Stored items:
────────
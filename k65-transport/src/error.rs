//! Transport error types

use thiserror::Error;

/// Errors that can occur during transport operations
#[derive(Error, Debug)]
pub enum TransportError {
    #[error("Device not found: {0}")]
    DeviceNotFound(String),

    #[error("Timeout waiting for response")]
    Timeout,

    #[error("Device disconnected")]
    Disconnected,

    #[error("Short response: expected at least {expected} bytes, got {actual}")]
    ShortResponse { expected: usize, actual: usize },

    // HID-specific errors
    #[error("HID error: {0}")]
    HidError(String),

    #[error("HID permission denied: {0}")]
    HidPermissionDenied(String),

    #[error("Internal error: {0}")]
    Internal(String),
}

impl From<hidapi::HidError> for TransportError {
    fn from(e: hidapi::HidError) -> Self {
        let msg = e.to_string();
        if msg.contains("Permission denied") || msg.contains("EPERM") {
            TransportError::HidPermissionDenied(msg)
        } else {
            TransportError::HidError(msg)
        }
    }
}

#[cfg(test)]
mod tests {
    use super::*;

    #[test]
    fn test_permission_error_is_classified() {
        let err = TransportError::from(hidapi::HidError::HidApiError {
            message: "open failed: Permission denied".into(),
        });
        assert!(matches!(err, TransportError::HidPermissionDenied(_)));

        let err = TransportError::from(hidapi::HidError::HidApiError {
            message: "write failed".into(),
        });
        assert!(matches!(err, TransportError::HidError(_)));
    }
}
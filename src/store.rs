//! JSON profile store, one file per keyboard serial

use std::io::Write;
use std::path::{Path, PathBuf};

use k65_keyboard::{DeviceProfile, KeyboardError, ProfileStore};
use tracing::debug;

pub struct JsonProfileStore {
    dir: PathBuf,
}

impl JsonProfileStore {
    pub fn new(dir: impl Into<PathBuf>) -> Self {
        Self { dir: dir.into() }
    }

    pub fn dir(&self) -> &Path {
        &self.dir
    }

    fn path_for(&self, serial: &str) -> PathBuf {
        let name: String = serial
            .chars()
            .map(|c| if c.is_ascii_alphanumeric() || c == '-' { c } else { '_' })
            .collect();
        self.dir.join(format!("{}.json", name))
    }
}

impl ProfileStore for JsonProfileStore {
    fn load(&self, serial: &str) -> Result<Option<DeviceProfile>, KeyboardError> {
        let path = self.path_for(serial);
        let content = match std::fs::read_to_string(&path) {
            Ok(content) => content,
            Err(e) if e.kind() == std::io::ErrorKind::NotFound => return Ok(None),
            Err(e) => return Err(profile_error(&path, e)),
        };
        let profile = serde_json::from_str(&content).map_err(|e| profile_error(&path, e))?;
        debug!("Loaded profile {}", path.display());
        Ok(Some(profile))
    }

    fn save(&self, profile: &DeviceProfile) -> Result<(), KeyboardError> {
        std::fs::create_dir_all(&self.dir).map_err(|e| profile_error(&self.dir, e))?;
        let path = self.path_for(&profile.serial);
        let content =
            serde_json::to_string_pretty(profile).map_err(|e| profile_error(&path, e))?;
        // Each save gets its own temp file; rename never exposes a partial profile
        let mut tmp =
            tempfile::NamedTempFile::new_in(&self.dir).map_err(|e| profile_error(&self.dir, e))?;
        tmp.write_all(content.as_bytes())
            .map_err(|e| profile_error(tmp.path(), e))?;
        tmp.persist(&path).map_err(|e| profile_error(&path, e.error))?;
        debug!("Saved profile {}", path.display());
        Ok(())
    }
}

fn profile_error(path: &Path, e: impl std::fmt::Display) -> KeyboardError {
    KeyboardError::Profile(format!("{}: {}", path.display(), e))
}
────────
**About this exercise**
The number alone, please: how many lines in the data contain the string "serial"?

**Result for this exercise**
6